The input:
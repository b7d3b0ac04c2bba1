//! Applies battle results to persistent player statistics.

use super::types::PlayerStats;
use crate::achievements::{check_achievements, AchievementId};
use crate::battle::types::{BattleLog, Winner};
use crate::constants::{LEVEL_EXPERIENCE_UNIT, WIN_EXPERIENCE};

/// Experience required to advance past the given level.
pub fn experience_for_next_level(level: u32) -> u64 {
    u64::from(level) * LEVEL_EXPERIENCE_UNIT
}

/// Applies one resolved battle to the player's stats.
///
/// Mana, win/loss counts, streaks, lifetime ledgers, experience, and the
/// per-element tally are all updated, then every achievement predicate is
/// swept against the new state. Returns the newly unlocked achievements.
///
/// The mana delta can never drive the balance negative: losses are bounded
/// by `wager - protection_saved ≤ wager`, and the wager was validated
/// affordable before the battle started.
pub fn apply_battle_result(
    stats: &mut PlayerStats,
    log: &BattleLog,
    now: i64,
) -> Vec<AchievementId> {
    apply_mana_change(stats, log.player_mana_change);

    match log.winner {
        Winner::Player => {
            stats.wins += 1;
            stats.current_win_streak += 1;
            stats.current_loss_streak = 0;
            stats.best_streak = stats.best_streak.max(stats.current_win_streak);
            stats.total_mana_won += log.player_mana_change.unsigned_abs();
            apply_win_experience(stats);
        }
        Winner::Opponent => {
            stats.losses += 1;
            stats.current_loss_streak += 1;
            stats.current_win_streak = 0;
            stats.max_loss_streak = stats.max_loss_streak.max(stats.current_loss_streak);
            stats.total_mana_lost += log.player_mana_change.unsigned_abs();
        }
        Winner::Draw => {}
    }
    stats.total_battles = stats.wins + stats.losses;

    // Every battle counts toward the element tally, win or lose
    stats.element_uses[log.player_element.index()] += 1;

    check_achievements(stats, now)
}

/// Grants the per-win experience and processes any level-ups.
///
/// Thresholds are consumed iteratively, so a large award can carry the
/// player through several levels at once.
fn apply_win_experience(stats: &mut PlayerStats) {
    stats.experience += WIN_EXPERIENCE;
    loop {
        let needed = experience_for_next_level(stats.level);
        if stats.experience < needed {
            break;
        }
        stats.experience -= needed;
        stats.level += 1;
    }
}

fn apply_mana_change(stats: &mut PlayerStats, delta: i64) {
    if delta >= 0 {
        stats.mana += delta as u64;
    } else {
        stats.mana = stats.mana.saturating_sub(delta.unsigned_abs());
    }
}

Prompt: Go through the listing and copy all of it exactly.

Your solution:
repository b7d3b0ac04c2bba1
//! Applies battle results to persistent player statistics.

use super::types::PlayerStats;
use crate::achievements::{check_achievements, AchievementId};
use crate::battle::types::{BattleLog, Winner};
use crate::constants::{LEVEL_EXPERIENCE_UNIT, WIN_EXPERIENCE};

/// Experience required to advance past the given level.
pub fn experience_for_next_level(level: u32) -> u64 {
    u64::from(level) * LEVEL_EXPERIENCE_UNIT
}

/// Applies one resolved battle to the player's stats.
///
/// Mana, win/loss counts, streaks, lifetime ledgers, experience, and the
/// per-element tally are all updated, then every achievement predicate is
/// swept against the new state. Returns the newly unlocked achievements.
///
/// The mana delta can never drive the balance negative: losses are bounded
/// by `wager - protection_saved ≤ wager`, and the wager was validated
/// affordable before the battle started.
pub fn apply_battle_result(
    stats: &mut PlayerStats,
    log: &BattleLog,
    now: i64,
) -> Vec<AchievementId> {
    apply_mana_change(stats, log.player_mana_change);

    match log.winner {
        Winner::Player => {
            stats.wins += 1;
            stats.current_win_streak += 1;
            stats.current_loss_streak = 0;
            stats.best_streak = stats.best_streak.max(stats.current_win_streak);
            stats.total_mana_won += log.player_mana_change.unsigned_abs();
            apply_win_experience(stats);
        }
        Winner::Opponent => {
            stats.losses += 1;
            stats.current_loss_streak += 1;
            stats.current_win_streak = 0;
            stats.max_loss_streak = stats.max_loss_streak.max(stats.current_loss_streak);
            stats.total_mana_lost += log.player_mana_change.unsigned_abs();
        }
        Winner::Draw => {}
    }
    stats.total_battles = stats.wins + stats.losses;

    // Every battle counts toward the element tally, win or lose
    stats.element_uses[log.player_element.index()] += 1;

    check_achievements(stats, now)
}

/// Grants the per-win experience and processes any level-ups.
///
/// Thresholds are consumed iteratively, so a large award can carry the
/// player through several levels at once.
fn apply_win_experience(stats: &mut PlayerStats) {
    stats.experience += WIN_EXPERIENCE;
    loop {
        let needed = experience_for_next_level(stats.level);
        if stats.experience < needed {
            break;
        }
        stats.experience -= needed;
        stats.level += 1;
    }
}

fn apply_mana_change(stats: &mut PlayerStats, delta: i64) {
    if delta >= 0 {
        stats.mana += delta as u64;
    } else {
        stats.mana = stats.mana.saturating_sub(delta.unsigned_abs());
    }
}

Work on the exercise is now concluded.